> **Stored data entries**:
Content starts

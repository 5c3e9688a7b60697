// src/filesystem/extractor.rs

//! Archive member extraction onto a destination root
//!
//! Each content member is looked up in the manifest tables; members the
//! manifest does not list are skipped. Listed members are written with their
//! ownership, mode and flags and returned as `ExtractedEntry` records for the
//! catalog. Extraction is lazy: `Extraction` pulls one member at a time from
//! the package stream and stops for good at the first structural error.

use crate::config::{ExtractionMode, HashMismatchPolicy, InstallerConfig};
use crate::error::{Error, Result};
use crate::filesystem::flags::{self, PAX_FFLAGS_KEY};
use crate::filesystem::path::{install_path, lookup_candidates, normalize_entry_name, resolve};
use crate::filesystem::posix::{self, EntryMeta};
use crate::hash::{self, HASH_NOT_COMPUTED, Sha256Writer};
use crate::packages::archive::{PackageStream, member_name};
use crate::packages::manifest::PackageDescriptor;
use serde_json::Value;
use std::collections::BTreeMap;
use std::fs::{self, File};
use std::io::{self, Read, Write};
use std::path::{Path, PathBuf};
use tar::{Entry, EntryType};
use tracing::{debug, error, trace};

/// Kind of an extracted member
#[derive(Debug, Clone, Copy, PartialEq, Eq)]
pub enum EntryKind {
    File,
    Directory,
    Symlink,
    HardLink,
}

impl EntryKind {
    /// Kind string stored in the catalog; hard links are recorded as files
    pub fn catalog_kind(&self) -> &'static str {
        match self {
            Self::File | Self::HardLink => "file",
            Self::Directory => "dir",
            Self::Symlink => "slink",
        }
    }
}

/// One installed member, as handed to the catalog
#[derive(Debug, Clone, PartialEq, Eq)]
pub struct ExtractedEntry {
    /// Path relative to the destination root, prefix applied
    pub path: String,
    pub kind: EntryKind,
    /// Content digest; empty for directories and symlinks, the manifest
    /// value for hard links
    pub hash: String,
    pub uid: u32,
    pub gid: u32,
    pub flags: u32,
    pub mode: u32,
}

/// Read ownership, permission bits and flags from a member header
fn entry_meta<R: Read>(entry: &mut Entry<'_, R>) -> Result<EntryMeta> {
    let header = entry.header();
    let uid = header.uid()? as u32;
    let gid = header.gid()? as u32;
    let mode = header.mode()? & 0o7777;

    let mut flags = 0;
    if let Some(extensions) = entry.pax_extensions()? {
        for extension in extensions {
            let extension = extension?;
            if extension.key() == Ok(PAX_FFLAGS_KEY)
                && let Ok(value) = extension.value()
            {
                flags = flags::parse_fflags(value);
            }
        }
    }

    Ok(EntryMeta {
        uid,
        gid,
        mode,
        flags,
    })
}

/// Largest up-front reservation for a buffered member; bigger members grow
/// the buffer as they are read
const MAX_PREALLOCATION: u64 = 1 << 20;

/// Initial buffer size for a member whose header claims `size` bytes
fn buffer_capacity(size: u64) -> usize {
    size.min(MAX_PREALLOCATION) as usize
}

fn sibling(path: &Path, suffix: &str) -> PathBuf {
    let mut name = path.as_os_str().to_owned();
    name.push(suffix);
    PathBuf::from(name)
}

/// Write a file in place, or beside it and rename over it when the target
/// cannot be opened (busy or immutable)
fn write_with_fallback<T>(
    target: &Path,
    write: impl FnOnce(&mut File) -> io::Result<T>,
) -> Result<T> {
    match File::create(target) {
        Ok(mut file) => Ok(write(&mut file)?),
        Err(e) => {
            let newfile = sibling(target, ".new");
            debug!(
                "Cannot open {} ({}), writing {} instead",
                target.display(),
                e,
                newfile.display()
            );
            let mut file = File::create(&newfile)?;
            let value = write(&mut file)?;
            drop(file);

            if let Err(e) = fs::rename(&newfile, target) {
                let backup = sibling(target, ".old");
                debug!(
                    "Rename onto {} failed ({}), moving it to {}",
                    target.display(),
                    e,
                    backup.display()
                );
                fs::rename(target, &backup)?;
                fs::rename(&newfile, target)?;
            }
            Ok(value)
        }
    }
}

/// Extracts package members under one destination root
pub struct Extractor<'d> {
    root: String,
    prefix: Option<&'d str>,
    files: &'d BTreeMap<String, String>,
    directories: &'d BTreeMap<String, Value>,
    config: &'d InstallerConfig,
}

impl<'d> Extractor<'d> {
    pub fn new(
        root: &str,
        prefix: Option<&'d str>,
        files: &'d BTreeMap<String, String>,
        directories: &'d BTreeMap<String, Value>,
        config: &'d InstallerConfig,
    ) -> Self {
        Self {
            root: root.to_string(),
            prefix,
            files,
            directories,
            config,
        }
    }

    /// Extractor for the tables of a decoded package
    pub fn for_package(
        root: &str,
        package: &'d PackageDescriptor,
        config: &'d InstallerConfig,
    ) -> Self {
        Self::new(
            root,
            package.prefix.as_deref(),
            &package.files,
            &package.directories,
            config,
        )
    }

    /// Manifest hash for a member, `"-"` for listed directories, `None` when
    /// the member is not part of the package
    pub fn membership(&self, name: &str) -> Option<String> {
        let candidates = lookup_candidates(name, self.prefix);

        if let Some(hash) = candidates.iter().find_map(|c| self.files.get(c)) {
            return Some(hash.clone());
        }
        // Directory keys may or may not carry a trailing slash
        if candidates.iter().any(|c| {
            self.directories.contains_key(c)
                || match c.strip_suffix('/') {
                    Some(bare) => self.directories.contains_key(bare),
                    None => self.directories.contains_key(&format!("{c}/")),
                }
        }) {
            return Some(HASH_NOT_COMPUTED.to_string());
        }
        None
    }

    /// Lazily extract every remaining member of `stream`
    pub fn extract<'a, R: Read + 'a>(self, stream: PackageStream<'a, R>) -> Extraction<'a, 'd, R> {
        Extraction {
            extractor: self,
            stream,
            done: false,
        }
    }

    /// Extract a single member; `Ok(None)` when it is skipped
    pub fn extract_entry<R: Read>(&self, mut entry: Entry<'_, R>) -> Result<Option<ExtractedEntry>> {
        let name = member_name(&entry);
        let entry_type = entry.header().entry_type();

        if entry_type == EntryType::XGlobalHeader {
            trace!("Ignoring global extended header {}", name);
            return Ok(None);
        }

        let Some(manifest_hash) = self.membership(&name) else {
            trace!("{} is not part of the package, skipping", name);
            return Ok(None);
        };

        let (logical, full) = resolve(&name, self.prefix, &self.root)?;
        let full_path = PathBuf::from(&full);
        debug!("{}: will be extracted as {}", name, full);

        let meta = entry_meta(&mut entry)?;
        posix::make_parent_dirs(&full_path);

        let (kind, hash) = match entry_type {
            EntryType::Regular | EntryType::Continuous => {
                let digest = self.extract_file(&name, &mut entry, &full_path, &manifest_hash)?;
                posix::apply_metadata(&full_path, &meta, false)?;
                (EntryKind::File, digest)
            }
            EntryType::Directory => {
                if let Err(e) = fs::create_dir(&full_path)
                    && e.kind() != io::ErrorKind::AlreadyExists
                {
                    error!("Could not create directory {}: {}", full, e);
                    return Err(e.into());
                }
                posix::apply_metadata(&full_path, &meta, false)?;
                (EntryKind::Directory, String::new())
            }
            EntryType::Symlink => {
                let target = link_target(&entry, &name)?;
                self.extract_symlink(&name, &target, &full_path, &manifest_hash)?;
                posix::apply_metadata(&full_path, &meta, true)?;
                (EntryKind::Symlink, String::new())
            }
            EntryType::Link => {
                let target = link_target(&entry, &name)?;
                self.extract_hard_link(&target, &full_path)?;
                (EntryKind::HardLink, manifest_hash)
            }
            other => {
                error!("Unknown archive entry type {:?} for {}", other, name);
                return Err(Error::UnknownEntryType {
                    path: name,
                    kind: format!("{:?}", other),
                });
            }
        };

        Ok(Some(ExtractedEntry {
            path: logical,
            kind,
            hash,
            uid: meta.uid,
            gid: meta.gid,
            flags: meta.flags,
            mode: meta.mode,
        }))
    }

    fn check_hash(&self, name: &str, manifest_hash: &str, actual: &str) -> Result<()> {
        let Some(mismatch) = hash::check(manifest_hash, actual) else {
            return Ok(());
        };
        error!("{} hash does not match manifest ({})", name, mismatch);
        match self.config.hash_mismatch {
            HashMismatchPolicy::Warn => Ok(()),
            HashMismatchPolicy::Abort => Err(Error::HashMismatch {
                path: name.to_string(),
                expected: mismatch.expected,
                actual: mismatch.actual,
            }),
        }
    }

    /// Write a regular file and return the digest of its content
    fn extract_file<R: Read>(
        &self,
        name: &str,
        entry: &mut Entry<'_, R>,
        target: &Path,
        manifest_hash: &str,
    ) -> Result<String> {
        match self.config.extraction {
            ExtractionMode::Buffered => {
                let mut buffer = Vec::with_capacity(buffer_capacity(entry.size()));
                entry
                    .read_to_end(&mut buffer)
                    .map_err(|e| Error::Archive(format!("{}: {}", name, e)))?;
                let digest = hash::sha256(&buffer);
                self.check_hash(name, manifest_hash, &digest)?;

                posix::clear_flags(target);
                write_with_fallback(target, |file| file.write_all(&buffer))?;
                Ok(digest)
            }
            ExtractionMode::Streaming => {
                posix::clear_flags(target);
                let digest = write_with_fallback(target, |file| {
                    let mut writer = Sha256Writer::new(file);
                    io::copy(entry, &mut writer)?;
                    Ok(writer.finish().1)
                })?;
                // Content is already on disk; an abort still fails the package
                self.check_hash(name, manifest_hash, &digest)?;
                Ok(digest)
            }
        }
    }

    fn extract_symlink(
        &self,
        name: &str,
        target: &str,
        link: &Path,
        manifest_hash: &str,
    ) -> Result<()> {
        if hash::is_computed(manifest_hash) {
            // Link targets are hashed without their leading slash
            let digest = hash::sha256(target.strip_prefix('/').unwrap_or(target).as_bytes());
            self.check_hash(name, manifest_hash, &digest)?;
        }

        if let Err(e) = fs::remove_file(link)
            && e.kind() != io::ErrorKind::NotFound
        {
            error!("Couldn't unlink {}: {}", link.display(), e);
            return Err(e.into());
        }
        std::os::unix::fs::symlink(target, link)?;
        Ok(())
    }

    fn extract_hard_link(&self, target: &str, link: &Path) -> Result<()> {
        let source = install_path(&self.root, normalize_entry_name(target)?);
        let source_path = Path::new(&source);

        let link_error = |reason: String| {
            error!("Could not link {} to {}: {}", source, link.display(), reason);
            Error::LinkResolution {
                source_path: source.clone(),
                target: link.display().to_string(),
                reason,
            }
        };

        let original_flags = posix::get_flags(source_path).map_err(|e| link_error(e.to_string()))?;
        posix::clear_flags(source_path);
        posix::clear_flags(link);
        let _ = fs::remove_file(link);

        fs::hard_link(source_path, link).map_err(|e| link_error(e.to_string()))?;

        if original_flags != 0 {
            posix::set_flags(source_path, original_flags).map_err(|e| link_error(e.to_string()))?;
        }
        Ok(())
    }
}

Content ends

> **Task description**:
Say how many lines in the entries contain the string "their". Nothing else belongs in the reply.

> **Answer below**:
2